[[ Records shown, beginning ]]

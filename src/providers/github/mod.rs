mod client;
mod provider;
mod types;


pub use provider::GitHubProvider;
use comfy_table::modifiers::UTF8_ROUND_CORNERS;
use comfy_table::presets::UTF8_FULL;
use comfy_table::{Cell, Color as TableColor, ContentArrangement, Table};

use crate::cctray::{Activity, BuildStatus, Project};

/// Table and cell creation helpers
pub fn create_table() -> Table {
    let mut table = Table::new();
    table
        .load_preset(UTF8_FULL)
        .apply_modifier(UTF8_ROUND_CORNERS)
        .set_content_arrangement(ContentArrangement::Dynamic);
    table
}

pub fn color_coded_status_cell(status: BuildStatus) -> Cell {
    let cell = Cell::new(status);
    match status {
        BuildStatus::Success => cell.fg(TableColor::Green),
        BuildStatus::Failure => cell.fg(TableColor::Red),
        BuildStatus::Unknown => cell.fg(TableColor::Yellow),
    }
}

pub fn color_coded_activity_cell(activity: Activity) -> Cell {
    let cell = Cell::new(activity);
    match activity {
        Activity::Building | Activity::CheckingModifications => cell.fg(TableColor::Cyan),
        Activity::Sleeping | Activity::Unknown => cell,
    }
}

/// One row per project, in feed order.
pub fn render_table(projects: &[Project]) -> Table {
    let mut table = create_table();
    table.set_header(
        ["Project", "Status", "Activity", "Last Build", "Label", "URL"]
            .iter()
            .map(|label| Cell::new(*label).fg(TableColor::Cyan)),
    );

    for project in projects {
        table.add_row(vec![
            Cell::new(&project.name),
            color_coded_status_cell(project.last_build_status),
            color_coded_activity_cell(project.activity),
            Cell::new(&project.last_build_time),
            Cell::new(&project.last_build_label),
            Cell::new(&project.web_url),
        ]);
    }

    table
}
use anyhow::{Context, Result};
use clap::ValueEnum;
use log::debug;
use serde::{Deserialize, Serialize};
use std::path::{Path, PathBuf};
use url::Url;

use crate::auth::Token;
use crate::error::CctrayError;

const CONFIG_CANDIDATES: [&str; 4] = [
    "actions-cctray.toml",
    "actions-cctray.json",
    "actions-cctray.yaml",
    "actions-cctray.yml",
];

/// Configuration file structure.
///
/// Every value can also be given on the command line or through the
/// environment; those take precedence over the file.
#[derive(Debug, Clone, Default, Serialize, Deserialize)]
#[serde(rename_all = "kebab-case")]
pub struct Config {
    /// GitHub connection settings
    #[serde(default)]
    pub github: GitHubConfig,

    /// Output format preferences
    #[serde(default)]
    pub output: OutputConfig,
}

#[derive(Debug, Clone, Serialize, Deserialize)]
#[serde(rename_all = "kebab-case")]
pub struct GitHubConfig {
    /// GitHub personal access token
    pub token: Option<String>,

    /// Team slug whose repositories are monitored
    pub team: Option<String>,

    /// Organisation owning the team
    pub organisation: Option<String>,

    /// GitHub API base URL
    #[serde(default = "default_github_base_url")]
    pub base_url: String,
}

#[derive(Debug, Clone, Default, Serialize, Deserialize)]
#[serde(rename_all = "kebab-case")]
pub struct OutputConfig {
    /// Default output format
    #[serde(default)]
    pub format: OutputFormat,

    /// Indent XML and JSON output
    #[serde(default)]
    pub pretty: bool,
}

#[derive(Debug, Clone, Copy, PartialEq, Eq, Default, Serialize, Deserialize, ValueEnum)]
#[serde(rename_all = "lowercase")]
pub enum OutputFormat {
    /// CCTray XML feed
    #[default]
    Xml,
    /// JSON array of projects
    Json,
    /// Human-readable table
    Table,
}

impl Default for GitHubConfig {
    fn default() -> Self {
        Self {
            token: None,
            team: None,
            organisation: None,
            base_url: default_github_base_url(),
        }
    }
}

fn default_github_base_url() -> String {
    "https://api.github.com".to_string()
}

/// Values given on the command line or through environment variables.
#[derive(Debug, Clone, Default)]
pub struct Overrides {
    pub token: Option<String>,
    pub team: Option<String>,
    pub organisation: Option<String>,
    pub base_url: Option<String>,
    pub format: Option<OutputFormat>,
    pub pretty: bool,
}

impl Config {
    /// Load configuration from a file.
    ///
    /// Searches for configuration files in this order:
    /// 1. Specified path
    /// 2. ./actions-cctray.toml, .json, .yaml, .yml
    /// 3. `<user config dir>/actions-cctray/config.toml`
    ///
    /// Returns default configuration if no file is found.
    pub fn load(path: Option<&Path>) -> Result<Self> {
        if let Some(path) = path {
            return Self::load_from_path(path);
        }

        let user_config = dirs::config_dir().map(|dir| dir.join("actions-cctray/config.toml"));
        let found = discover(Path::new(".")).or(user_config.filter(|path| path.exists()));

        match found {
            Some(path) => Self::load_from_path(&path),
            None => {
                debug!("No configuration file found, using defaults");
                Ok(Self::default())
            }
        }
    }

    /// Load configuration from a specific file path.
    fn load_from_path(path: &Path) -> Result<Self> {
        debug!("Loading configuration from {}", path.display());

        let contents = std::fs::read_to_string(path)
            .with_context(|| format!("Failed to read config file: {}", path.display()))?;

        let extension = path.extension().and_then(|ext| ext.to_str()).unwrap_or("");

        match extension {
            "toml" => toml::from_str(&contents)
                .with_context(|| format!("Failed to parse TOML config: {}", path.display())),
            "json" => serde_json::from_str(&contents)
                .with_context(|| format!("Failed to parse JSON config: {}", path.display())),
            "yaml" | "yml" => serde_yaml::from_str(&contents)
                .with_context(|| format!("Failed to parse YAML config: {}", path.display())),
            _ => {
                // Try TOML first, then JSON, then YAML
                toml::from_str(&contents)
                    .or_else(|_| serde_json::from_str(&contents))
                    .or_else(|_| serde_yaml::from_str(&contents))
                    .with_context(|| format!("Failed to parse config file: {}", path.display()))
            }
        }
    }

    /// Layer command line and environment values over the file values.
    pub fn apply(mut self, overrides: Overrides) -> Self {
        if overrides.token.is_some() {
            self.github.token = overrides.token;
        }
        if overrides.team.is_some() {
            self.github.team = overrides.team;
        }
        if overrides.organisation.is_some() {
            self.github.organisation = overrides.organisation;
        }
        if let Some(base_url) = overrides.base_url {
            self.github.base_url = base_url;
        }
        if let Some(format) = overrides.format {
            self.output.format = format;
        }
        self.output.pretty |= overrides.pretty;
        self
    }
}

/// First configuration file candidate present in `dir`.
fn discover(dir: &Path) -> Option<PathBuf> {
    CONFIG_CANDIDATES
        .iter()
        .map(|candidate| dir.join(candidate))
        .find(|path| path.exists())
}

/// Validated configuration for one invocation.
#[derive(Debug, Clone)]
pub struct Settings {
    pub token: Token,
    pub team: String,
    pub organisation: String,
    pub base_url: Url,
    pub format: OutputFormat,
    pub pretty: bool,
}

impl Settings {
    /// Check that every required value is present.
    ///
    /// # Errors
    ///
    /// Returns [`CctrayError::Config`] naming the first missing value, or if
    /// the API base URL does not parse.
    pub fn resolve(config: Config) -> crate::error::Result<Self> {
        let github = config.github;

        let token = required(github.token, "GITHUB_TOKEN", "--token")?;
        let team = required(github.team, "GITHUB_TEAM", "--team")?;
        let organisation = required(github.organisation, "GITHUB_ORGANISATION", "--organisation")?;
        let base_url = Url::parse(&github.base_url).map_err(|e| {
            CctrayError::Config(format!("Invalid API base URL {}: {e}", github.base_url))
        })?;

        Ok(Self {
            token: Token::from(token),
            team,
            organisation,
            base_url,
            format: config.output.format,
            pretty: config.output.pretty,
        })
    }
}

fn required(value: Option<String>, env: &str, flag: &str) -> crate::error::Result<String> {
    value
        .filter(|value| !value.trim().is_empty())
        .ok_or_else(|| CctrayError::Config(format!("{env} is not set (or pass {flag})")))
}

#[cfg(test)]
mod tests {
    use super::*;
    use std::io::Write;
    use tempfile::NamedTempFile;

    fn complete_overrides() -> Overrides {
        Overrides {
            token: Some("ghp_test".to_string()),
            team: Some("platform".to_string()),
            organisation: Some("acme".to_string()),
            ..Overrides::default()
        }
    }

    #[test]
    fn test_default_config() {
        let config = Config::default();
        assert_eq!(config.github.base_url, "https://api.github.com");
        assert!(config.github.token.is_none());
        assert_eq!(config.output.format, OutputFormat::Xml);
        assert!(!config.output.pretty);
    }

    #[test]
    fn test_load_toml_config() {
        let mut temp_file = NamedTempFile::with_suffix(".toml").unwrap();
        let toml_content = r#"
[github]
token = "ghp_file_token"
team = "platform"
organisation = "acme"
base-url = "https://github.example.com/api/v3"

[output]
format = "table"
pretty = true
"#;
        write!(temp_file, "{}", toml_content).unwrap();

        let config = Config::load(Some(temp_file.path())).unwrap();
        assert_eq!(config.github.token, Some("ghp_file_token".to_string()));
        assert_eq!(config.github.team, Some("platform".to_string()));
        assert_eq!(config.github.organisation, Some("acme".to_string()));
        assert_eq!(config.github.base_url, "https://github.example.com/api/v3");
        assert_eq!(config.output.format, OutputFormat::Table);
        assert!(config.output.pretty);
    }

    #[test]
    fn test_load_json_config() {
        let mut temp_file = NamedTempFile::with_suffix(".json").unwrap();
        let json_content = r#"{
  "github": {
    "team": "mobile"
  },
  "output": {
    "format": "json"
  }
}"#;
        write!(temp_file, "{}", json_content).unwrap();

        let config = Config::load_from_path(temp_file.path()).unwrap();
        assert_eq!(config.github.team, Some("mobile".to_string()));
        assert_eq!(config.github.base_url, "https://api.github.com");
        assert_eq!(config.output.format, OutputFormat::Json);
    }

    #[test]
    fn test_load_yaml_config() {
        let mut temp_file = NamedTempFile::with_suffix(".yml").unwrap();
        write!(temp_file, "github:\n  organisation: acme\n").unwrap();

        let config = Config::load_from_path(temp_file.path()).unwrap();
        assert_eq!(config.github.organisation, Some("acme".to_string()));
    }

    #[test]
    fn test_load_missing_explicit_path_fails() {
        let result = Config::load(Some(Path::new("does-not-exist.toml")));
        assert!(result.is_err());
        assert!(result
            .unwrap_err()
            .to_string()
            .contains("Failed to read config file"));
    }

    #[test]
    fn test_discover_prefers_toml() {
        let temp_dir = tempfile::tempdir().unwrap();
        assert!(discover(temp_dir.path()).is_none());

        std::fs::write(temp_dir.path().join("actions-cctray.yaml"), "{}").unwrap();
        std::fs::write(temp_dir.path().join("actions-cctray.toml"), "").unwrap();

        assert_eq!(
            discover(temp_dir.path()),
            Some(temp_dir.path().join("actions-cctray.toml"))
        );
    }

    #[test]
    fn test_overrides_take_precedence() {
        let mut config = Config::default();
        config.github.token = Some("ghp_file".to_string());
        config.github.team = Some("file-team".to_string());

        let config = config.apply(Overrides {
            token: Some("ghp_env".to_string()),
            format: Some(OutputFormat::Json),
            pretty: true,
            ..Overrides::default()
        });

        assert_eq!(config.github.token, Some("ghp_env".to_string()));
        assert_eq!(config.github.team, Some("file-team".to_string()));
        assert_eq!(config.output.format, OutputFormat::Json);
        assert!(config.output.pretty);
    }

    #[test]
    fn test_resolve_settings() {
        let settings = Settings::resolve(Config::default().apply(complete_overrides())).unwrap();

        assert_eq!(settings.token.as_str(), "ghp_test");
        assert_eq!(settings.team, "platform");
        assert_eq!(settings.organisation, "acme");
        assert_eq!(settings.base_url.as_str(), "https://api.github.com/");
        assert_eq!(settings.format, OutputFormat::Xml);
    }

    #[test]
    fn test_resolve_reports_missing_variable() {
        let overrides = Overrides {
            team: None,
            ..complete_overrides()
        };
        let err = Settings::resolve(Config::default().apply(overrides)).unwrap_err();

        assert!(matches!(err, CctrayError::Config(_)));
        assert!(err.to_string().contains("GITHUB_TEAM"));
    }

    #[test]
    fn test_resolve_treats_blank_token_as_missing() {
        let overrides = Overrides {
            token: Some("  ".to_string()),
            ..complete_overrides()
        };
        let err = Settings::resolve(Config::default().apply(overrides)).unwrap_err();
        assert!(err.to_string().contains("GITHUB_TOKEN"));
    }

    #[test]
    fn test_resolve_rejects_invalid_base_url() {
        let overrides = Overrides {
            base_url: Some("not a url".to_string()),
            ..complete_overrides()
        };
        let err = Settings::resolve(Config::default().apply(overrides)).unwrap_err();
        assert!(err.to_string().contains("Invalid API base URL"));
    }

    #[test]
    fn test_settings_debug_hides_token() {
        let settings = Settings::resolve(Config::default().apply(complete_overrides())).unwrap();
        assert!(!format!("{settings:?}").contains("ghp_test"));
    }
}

[[ Records shown, end ]]
[[ Records shown, beginning ]]

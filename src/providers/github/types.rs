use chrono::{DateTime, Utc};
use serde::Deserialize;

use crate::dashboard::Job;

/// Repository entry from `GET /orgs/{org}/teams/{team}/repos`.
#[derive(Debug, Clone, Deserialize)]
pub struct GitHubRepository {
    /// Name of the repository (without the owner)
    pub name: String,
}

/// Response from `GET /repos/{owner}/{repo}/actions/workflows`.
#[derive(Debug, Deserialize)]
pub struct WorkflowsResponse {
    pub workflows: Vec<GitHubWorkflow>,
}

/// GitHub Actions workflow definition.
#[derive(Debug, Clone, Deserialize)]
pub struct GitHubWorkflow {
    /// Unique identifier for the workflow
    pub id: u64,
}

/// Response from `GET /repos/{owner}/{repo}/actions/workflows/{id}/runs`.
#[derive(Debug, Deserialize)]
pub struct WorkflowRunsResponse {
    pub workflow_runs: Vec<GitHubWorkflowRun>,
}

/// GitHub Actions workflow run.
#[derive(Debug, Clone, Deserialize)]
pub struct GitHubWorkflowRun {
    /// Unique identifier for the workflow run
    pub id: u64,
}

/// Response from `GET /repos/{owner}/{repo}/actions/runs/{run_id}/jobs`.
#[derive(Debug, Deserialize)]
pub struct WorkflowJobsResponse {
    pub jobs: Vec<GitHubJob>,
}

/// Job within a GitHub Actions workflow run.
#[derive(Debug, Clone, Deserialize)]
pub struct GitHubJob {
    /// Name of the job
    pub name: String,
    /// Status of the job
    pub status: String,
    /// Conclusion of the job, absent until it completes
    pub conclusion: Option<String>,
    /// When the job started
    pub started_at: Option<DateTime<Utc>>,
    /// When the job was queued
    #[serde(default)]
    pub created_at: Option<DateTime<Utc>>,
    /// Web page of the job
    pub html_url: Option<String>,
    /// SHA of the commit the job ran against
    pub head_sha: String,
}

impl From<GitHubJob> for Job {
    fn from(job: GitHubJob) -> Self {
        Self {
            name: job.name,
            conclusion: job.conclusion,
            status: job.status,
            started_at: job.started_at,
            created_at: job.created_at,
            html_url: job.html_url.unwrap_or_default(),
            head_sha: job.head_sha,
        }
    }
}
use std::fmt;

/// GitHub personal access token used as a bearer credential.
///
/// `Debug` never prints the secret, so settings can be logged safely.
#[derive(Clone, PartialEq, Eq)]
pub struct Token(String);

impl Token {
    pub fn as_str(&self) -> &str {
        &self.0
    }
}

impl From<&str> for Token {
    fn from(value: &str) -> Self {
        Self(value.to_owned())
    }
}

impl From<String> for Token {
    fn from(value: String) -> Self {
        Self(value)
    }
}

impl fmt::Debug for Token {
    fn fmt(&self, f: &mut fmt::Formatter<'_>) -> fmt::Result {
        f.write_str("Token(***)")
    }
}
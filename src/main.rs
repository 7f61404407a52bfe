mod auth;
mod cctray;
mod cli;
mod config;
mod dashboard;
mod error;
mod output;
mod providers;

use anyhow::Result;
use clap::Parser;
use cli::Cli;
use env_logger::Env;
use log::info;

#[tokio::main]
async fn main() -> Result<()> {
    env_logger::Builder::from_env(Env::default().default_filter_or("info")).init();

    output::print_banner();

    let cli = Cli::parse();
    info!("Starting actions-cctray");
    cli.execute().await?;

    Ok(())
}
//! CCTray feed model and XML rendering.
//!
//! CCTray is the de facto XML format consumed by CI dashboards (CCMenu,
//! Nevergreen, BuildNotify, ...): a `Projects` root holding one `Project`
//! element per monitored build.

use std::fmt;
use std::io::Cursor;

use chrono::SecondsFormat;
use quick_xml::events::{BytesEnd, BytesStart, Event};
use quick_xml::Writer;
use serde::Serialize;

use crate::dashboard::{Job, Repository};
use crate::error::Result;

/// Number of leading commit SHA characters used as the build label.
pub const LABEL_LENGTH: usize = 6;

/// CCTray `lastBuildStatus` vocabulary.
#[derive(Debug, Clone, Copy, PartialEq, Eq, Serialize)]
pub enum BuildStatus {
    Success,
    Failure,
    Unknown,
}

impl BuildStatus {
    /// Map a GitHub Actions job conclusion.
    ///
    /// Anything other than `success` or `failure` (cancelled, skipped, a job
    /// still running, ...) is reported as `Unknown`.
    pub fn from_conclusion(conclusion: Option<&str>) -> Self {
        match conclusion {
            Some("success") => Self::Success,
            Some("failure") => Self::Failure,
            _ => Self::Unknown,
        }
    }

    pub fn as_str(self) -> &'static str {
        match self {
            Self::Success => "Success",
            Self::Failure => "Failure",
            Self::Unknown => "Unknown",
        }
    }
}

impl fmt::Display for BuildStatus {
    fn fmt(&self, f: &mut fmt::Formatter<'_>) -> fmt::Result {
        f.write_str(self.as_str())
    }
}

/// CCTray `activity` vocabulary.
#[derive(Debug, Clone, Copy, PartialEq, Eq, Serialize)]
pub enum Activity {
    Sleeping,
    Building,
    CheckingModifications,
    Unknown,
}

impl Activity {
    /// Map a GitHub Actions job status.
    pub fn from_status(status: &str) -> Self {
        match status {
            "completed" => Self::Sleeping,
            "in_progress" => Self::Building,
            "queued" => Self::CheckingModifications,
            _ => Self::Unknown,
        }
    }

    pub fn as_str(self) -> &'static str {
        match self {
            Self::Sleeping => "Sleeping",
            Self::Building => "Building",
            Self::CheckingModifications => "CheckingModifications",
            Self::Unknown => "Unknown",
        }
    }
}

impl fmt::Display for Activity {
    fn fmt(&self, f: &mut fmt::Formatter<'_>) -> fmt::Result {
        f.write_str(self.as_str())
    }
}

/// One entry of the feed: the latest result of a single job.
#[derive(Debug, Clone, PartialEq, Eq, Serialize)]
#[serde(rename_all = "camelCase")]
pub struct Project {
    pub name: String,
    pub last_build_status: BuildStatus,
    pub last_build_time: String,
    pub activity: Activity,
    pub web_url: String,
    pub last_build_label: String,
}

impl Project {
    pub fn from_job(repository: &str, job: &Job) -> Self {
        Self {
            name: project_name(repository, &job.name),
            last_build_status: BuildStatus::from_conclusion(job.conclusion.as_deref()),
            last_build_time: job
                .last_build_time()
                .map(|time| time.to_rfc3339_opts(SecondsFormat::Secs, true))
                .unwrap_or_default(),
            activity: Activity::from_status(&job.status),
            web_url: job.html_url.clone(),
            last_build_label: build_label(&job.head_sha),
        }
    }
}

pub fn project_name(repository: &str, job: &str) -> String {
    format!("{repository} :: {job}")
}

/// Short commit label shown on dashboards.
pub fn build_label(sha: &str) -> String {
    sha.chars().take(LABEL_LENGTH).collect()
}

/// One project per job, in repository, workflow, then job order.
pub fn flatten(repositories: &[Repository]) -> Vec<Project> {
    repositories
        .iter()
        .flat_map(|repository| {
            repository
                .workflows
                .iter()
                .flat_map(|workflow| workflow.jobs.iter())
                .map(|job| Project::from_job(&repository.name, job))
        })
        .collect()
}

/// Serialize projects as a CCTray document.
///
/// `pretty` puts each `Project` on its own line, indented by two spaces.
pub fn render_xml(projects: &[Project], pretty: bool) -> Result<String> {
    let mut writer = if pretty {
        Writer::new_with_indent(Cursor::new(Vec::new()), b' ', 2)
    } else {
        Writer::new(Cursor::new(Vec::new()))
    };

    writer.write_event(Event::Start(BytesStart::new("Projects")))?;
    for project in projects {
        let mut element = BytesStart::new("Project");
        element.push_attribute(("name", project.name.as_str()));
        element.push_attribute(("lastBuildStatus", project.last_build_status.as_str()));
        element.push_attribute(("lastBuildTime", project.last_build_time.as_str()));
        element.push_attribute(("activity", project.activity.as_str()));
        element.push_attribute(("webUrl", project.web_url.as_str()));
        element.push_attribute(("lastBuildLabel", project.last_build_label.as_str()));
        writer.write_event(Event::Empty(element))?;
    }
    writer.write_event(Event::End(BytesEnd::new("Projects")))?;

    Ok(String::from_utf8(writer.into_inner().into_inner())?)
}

[[ Records shown, end ]]

Goal of the exercise: Search the material for the word "acme" and copy each line where it occurs.

Written response:
            organisation: Some("acme".to_string()),
organisation = "acme"
        assert_eq!(config.github.organisation, Some("acme".to_string()));
        write!(temp_file, "github:\n  organisation: acme\n").unwrap();
        assert_eq!(config.github.organisation, Some("acme".to_string()));
        assert_eq!(settings.organisation, "acme");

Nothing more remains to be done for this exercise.